This is bizarre. My life is bizarre.
My life has rapidly changed from "I-am-gay-I-feel-great-about-it-but-I-am-not-telling-people-about-it" to "I-came-out-Let's-go-to-a-gay-bar-gay-bar". And the immediate circumstances definitely played a major role. For this I am grateful, since it made everything much easier for me.
So I live in a "gay castle".
It's a student hall of residence. Sort of a private college-type accommodation. Old pretentious library with a blocked fireplace (safety rules, you know), massive dining hall (say hi to Hogwarts), three pianos, and, yes, many students.
About 140 students, actually. I lived here for the last couple of years, and our hall always had a reputation for wildest parties, liberal attitudes and certain affection for cross-dressing-then-drinking-then-running-around-the-town-naked. Yes, but ... we never actually had many openly gay students. Always two or three but not more.
Well, this year is clearly different.
We have 6 openly gay guys and 4 openly bisexual guys. We have two lesbians, a countless number of bisexual girls (girls in my dorms tend to be bisexual - they come to this university and go crazy exploring everything they have been deprived of in their tight neighborhoods in rural Alabama or Yorkshire), and a couple of camp guys who might be gay/bisexual but have not announced it yet.
I also have to say that our straight students tend to be more than tolerant. And we barely have any Christian fundamentalist kids this year. Straight boys don't seem to have a problem with us. Straight girls love us, cos... well, every girl needs a gay best friend.
The first week of the term was dominated by the gay scene in my building. 'Our' gays are super-sociable and are friends with gays from other student houses. Our residence, therefore, somehow became THE place to be for all young and pretty gays of this town! The first massive party of the year organised by our Hall Committee ended up as a gay party, really. 6 guys were making out with each other on the dance floor. Straight kids looked bemused at first, then they started snogging each other - to, sort of, correspond to the openness of their gay teammates.
Sometimes I go out in the corridor, walk past a crowd of people chatting near the TV room, and my thinking process goes like: "You're gay. And you're gay. I saw you the other night - you are also gay. You, the pretty one, are hugging him - that means you are also gay. You, the ginger one - are sooo gay. Oh... you, the one wearing a red jumper - you are straight. What are you doing here?"

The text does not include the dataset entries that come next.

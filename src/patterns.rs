//! Compiled pattern and locale tables shared by every parse stage
//!
//! All regexes and lookup maps are built once into an immutable
//! [`Patterns`] table behind a `LazyLock`, safe to share read-only
//! across concurrent parse calls.

use crate::types::HeaderKey;
use regex::Regex;
use std::collections::HashMap;
use std::sync::LazyLock;

/// Quoted-header aliases per locale. Locales are tried in a fixed
/// order (German, English, French, Spanish); the first locale to claim
/// a token wins and later locales never remap it.
const GERMAN_ALIASES: &[(&str, HeaderKey)] = &[
    ("von", HeaderKey::From),
    ("absender", HeaderKey::From),
    ("an", HeaderKey::To),
    ("kopie", HeaderKey::Cc),
    ("kopie an", HeaderKey::Cc),
    ("blindkopie", HeaderKey::Bcc),
    ("blindkopie an", HeaderKey::Bcc),
    ("betreff", HeaderKey::Subject),
    ("datum", HeaderKey::Date),
    ("gesendet", HeaderKey::Sent),
    ("gesendet am", HeaderKey::Sent),
    ("antwort an", HeaderKey::ReplyTo),
    ("absenderadresse", HeaderKey::Sender),
];

const ENGLISH_ALIASES: &[(&str, HeaderKey)] = &[
    ("from", HeaderKey::From),
    ("to", HeaderKey::To),
    ("cc", HeaderKey::Cc),
    ("bcc", HeaderKey::Bcc),
    ("subject", HeaderKey::Subject),
    ("date", HeaderKey::Date),
    ("sent", HeaderKey::Sent),
    ("reply-to", HeaderKey::ReplyTo),
    ("sender", HeaderKey::Sender),
];

const FRENCH_ALIASES: &[(&str, HeaderKey)] = &[
    ("de", HeaderKey::From),
    ("à", HeaderKey::To),
    ("a", HeaderKey::To),
    ("cc", HeaderKey::Cc),
    ("cci", HeaderKey::Bcc),
    ("objet", HeaderKey::Subject),
    ("date", HeaderKey::Date),
    ("envoyé", HeaderKey::Sent),
    ("envoye", HeaderKey::Sent),
    ("répondre à", HeaderKey::ReplyTo),
    ("repondre a", HeaderKey::ReplyTo),
    ("expéditeur", HeaderKey::Sender),
    ("expediteur", HeaderKey::Sender),
];

const SPANISH_ALIASES: &[(&str, HeaderKey)] = &[
    ("de", HeaderKey::From),
    ("para", HeaderKey::To),
    ("cc", HeaderKey::Cc),
    ("cco", HeaderKey::Bcc),
    ("asunto", HeaderKey::Subject),
    ("fecha", HeaderKey::Date),
    ("enviado", HeaderKey::Sent),
    ("responder a", HeaderKey::ReplyTo),
    ("remitente", HeaderKey::Sender),
];

/// Weekday name fragments (DE/EN, full and abbreviated).
const WEEKDAY_PATTERNS: &[&str] = &[
    "montag",
    "dienstag",
    "mittwoch",
    "donnerstag",
    "freitag",
    "samstag",
    "sonntag",
    r"mo\.?",
    r"di\.?",
    r"mi\.?",
    r"do\.?",
    r"fr\.?",
    r"sa\.?",
    r"so\.?",
    "monday",
    "tuesday",
    "wednesday",
    "thursday",
    "friday",
    "saturday",
    "sunday",
    r"mon\.?",
    r"tues?\.?",
    r"wed\.?",
    r"thu(?:rs?)?\.?",
    r"fri\.?",
    r"sat\.?",
    r"sun\.?",
];

/// Month name fragments (DE/EN, full and abbreviated; covers Jän/Mrz).
const MONTH_PATTERNS: &[&str] = &[
    "januar",
    "februar",
    "märz",
    "maerz",
    "april",
    "mai",
    "juni",
    "juli",
    "august",
    "september",
    "oktober",
    "november",
    "dezember",
    r"j[aä]n\.?",
    r"feb\.?",
    r"mrz\.?",
    r"apr\.?",
    r"jun\.?",
    r"jul\.?",
    r"aug\.?",
    r"sept?\.?",
    r"okt\.?",
    r"nov\.?",
    r"dez\.?",
    "january",
    "february",
    "march",
    "june",
    "july",
    "october",
    "december",
    r"mar\.?",
    r"may\.?",
    r"oct\.?",
    r"dec\.?",
];

/// Month-name lookup across DE/EN/FR/ES, keyed by folded tokens
/// (lowercase, dots stripped, diacritics folded).
const MONTH_NUMBERS: &[(&str, u32)] = &[
    // English
    ("january", 1),
    ("jan", 1),
    ("february", 2),
    ("feb", 2),
    ("march", 3),
    ("mar", 3),
    ("april", 4),
    ("apr", 4),
    ("may", 5),
    ("june", 6),
    ("jun", 6),
    ("july", 7),
    ("jul", 7),
    ("august", 8),
    ("aug", 8),
    ("september", 9),
    ("sep", 9),
    ("sept", 9),
    ("october", 10),
    ("oct", 10),
    ("november", 11),
    ("nov", 11),
    ("december", 12),
    ("dec", 12),
    // German (märz folds to maerz, Jän to jaen)
    ("januar", 1),
    ("jaen", 1),
    ("februar", 2),
    ("maerz", 3),
    ("mrz", 3),
    ("mai", 5),
    ("juni", 6),
    ("juli", 7),
    ("oktober", 10),
    ("okt", 10),
    ("dezember", 12),
    ("dez", 12),
    // French
    ("janvier", 1),
    ("janv", 1),
    ("fevrier", 2),
    ("fevr", 2),
    ("mars", 3),
    ("avril", 4),
    ("avr", 4),
    ("juin", 6),
    ("juillet", 7),
    ("juil", 7),
    ("aout", 8),
    ("septembre", 9),
    ("octobre", 10),
    ("novembre", 11),
    ("decembre", 12),
    // Spanish
    ("enero", 1),
    ("ene", 1),
    ("febrero", 2),
    ("marzo", 3),
    ("abril", 4),
    ("abr", 4),
    ("mayo", 5),
    ("junio", 6),
    ("julio", 7),
    ("agosto", 8),
    ("ago", 8),
    ("septiembre", 9),
    ("setiembre", 9),
    ("octubre", 10),
    ("noviembre", 11),
    ("diciembre", 12),
    ("dic", 12),
];

static SHARED: LazyLock<Patterns> = LazyLock::new(Patterns::new);

/// Immutable pattern tables for one parser generation.
#[derive(Debug)]
pub struct Patterns {
    /// Local-part@domain with a 2+ letter TLD
    pub(crate) email: Regex,

    /// `http(s)://...` and `www....` forms
    pub(crate) urls: Vec<Regex>,

    /// Labeled or bare phone numbers with locale separators
    pub(crate) tel: Regex,

    /// Any weekday or month token (TEL suppression)
    pub(crate) calendar: Regex,

    /// Weekday tokens only (stripped from date values)
    pub(crate) weekday: Regex,

    /// `^\s*(alias)\s*:\s*(.*)$` over all known header aliases
    pub(crate) header_line: Regex,

    // Date value shapes, tried in order
    pub(crate) iso_date: Regex,
    pub(crate) dotted_date: Regex,
    pub(crate) day_month_year: Regex,
    pub(crate) month_day_year: Regex,

    aliases: HashMap<String, HeaderKey>,
    months: HashMap<&'static str, u32>,
}

impl Patterns {
    /// The process-wide shared table.
    #[must_use]
    pub fn shared() -> &'static Self {
        &SHARED
    }

    fn new() -> Self {
        let aliases = build_aliases();

        // Longest alias first so "gesendet am" is not cut short by "gesendet"
        let mut tokens: Vec<&str> = aliases.keys().map(String::as_str).collect();
        tokens.sort_by(|a, b| b.len().cmp(&a.len()).then_with(|| a.cmp(b)));
        let alternation = tokens
            .iter()
            .map(|t| regex::escape(t))
            .collect::<Vec<_>>()
            .join("|");
        let header_line = Regex::new(&format!(r"(?i)^\s*({alternation})\s*:\s*(.*)$")).unwrap();

        let weekdays = WEEKDAY_PATTERNS.join("|");
        let months = MONTH_PATTERNS.join("|");
        let weekday = Regex::new(&format!(r"(?i)\b(?:{weekdays})\b")).unwrap();
        let calendar = Regex::new(&format!(r"(?i)\b(?:{weekdays}|{months})\b")).unwrap();

        Self {
            email: Regex::new(r"(?i)\b[a-z0-9._%+-]+@[a-z0-9.-]+\.[a-z]{2,}\b").unwrap(),
            urls: vec![
                Regex::new(r"(?i)\bhttps?://[^\s)]+").unwrap(),
                Regex::new(r"(?i)\bwww\.[a-z0-9-]+(?:\.[a-z]{2,})+(?:/[^\s)]*)?").unwrap(),
            ],
            tel: Regex::new(
                r"(?i)(?:\b(?:tel\.?|telefon|phone|mob\.?|mobile|handy)\s*[:\-]?\s*)?(?:(?:\+|00)\d{1,3}\s*(?:\(\s*0\s*\)\s*)?)?(?:\(?0?\d{1,5}\)?[\s\x{00A0}\x{202F}\-\x{2013}./·]?)\d{2,4}(?:[\s\x{00A0}\x{202F}\-\x{2013}./·]?\d{2,4}){1,4}\b",
            )
            .unwrap(),
            calendar,
            weekday,
            header_line,
            iso_date: Regex::new(
                r"(\d{4})-(\d{2})-(\d{2})(?:[ T](\d{1,2}):(\d{2})(?::(\d{2}))?)?",
            )
            .unwrap(),
            dotted_date: Regex::new(
                r"(\d{1,2})\.(\d{1,2})\.(\d{4})(?:\s+(\d{1,2}):(\d{2})(?::(\d{2}))?)?",
            )
            .unwrap(),
            day_month_year: Regex::new(
                r"(\d{1,2})\.?\s+([\p{L}.]+)\s+(\d{4})(?:\s+(\d{1,2}):(\d{2})(?::(\d{2}))?)?",
            )
            .unwrap(),
            month_day_year: Regex::new(
                r"([\p{L}.]+)\s+(\d{1,2})\s+(\d{4})(?:\s+(\d{1,2}):(\d{2})(?::(\d{2}))?)?",
            )
            .unwrap(),
            aliases,
            months: MONTH_NUMBERS.iter().copied().collect(),
        }
    }

    /// Resolve a raw header token to its canonical key, case-insensitively.
    #[must_use]
    pub fn canonical_key(&self, token: &str) -> Option<HeaderKey> {
        self.aliases.get(&token.trim().to_lowercase()).copied()
    }

    /// Resolve a month name in any supported locale to its number.
    #[must_use]
    pub fn month_number(&self, token: &str) -> Option<u32> {
        self.months.get(fold_token(token).as_str()).copied()
    }
}

fn build_aliases() -> HashMap<String, HeaderKey> {
    let mut map = HashMap::new();
    for table in [
        GERMAN_ALIASES,
        ENGLISH_ALIASES,
        FRENCH_ALIASES,
        SPANISH_ALIASES,
    ] {
        for &(token, key) in table {
            map.entry(token.to_string()).or_insert(key);
        }
    }
    map
}

/// Lowercase a locale token, strip dots and fold diacritics so that
/// "März.", "Févr" and "marz" all hit the same map slot.
fn fold_token(token: &str) -> String {
    let mut out = String::with_capacity(token.len());
    for ch in token.trim().to_lowercase().chars() {
        match ch {
            '.' => {}
            'ä' => out.push_str("ae"),
            'ö' => out.push_str("oe"),
            'ü' => out.push_str("ue"),
            'ß' => out.push_str("ss"),
            'é' | 'è' | 'ê' => out.push('e'),
            'á' | 'à' | 'â' => out.push('a'),
            'í' | 'î' => out.push('i'),
            'ó' | 'ô' => out.push('o'),
            'ú' | 'ù' | 'û' => out.push('u'),
            'ç' => out.push('c'),
            _ => out.push(ch),
        }
    }
    out
}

Living in a gay castle is awesome. It certainly has its advantages in terms of finally experiencing living in the world where "gay" doesn't mean anything. Where it's so normal that is not even worth discussing. It is nice being in such a tolerant community, really. I do understand that this is my small world, the bubble, created artificially and sustained by young liberal people. The real world is different. But I am here now, and this is pretty damn cool.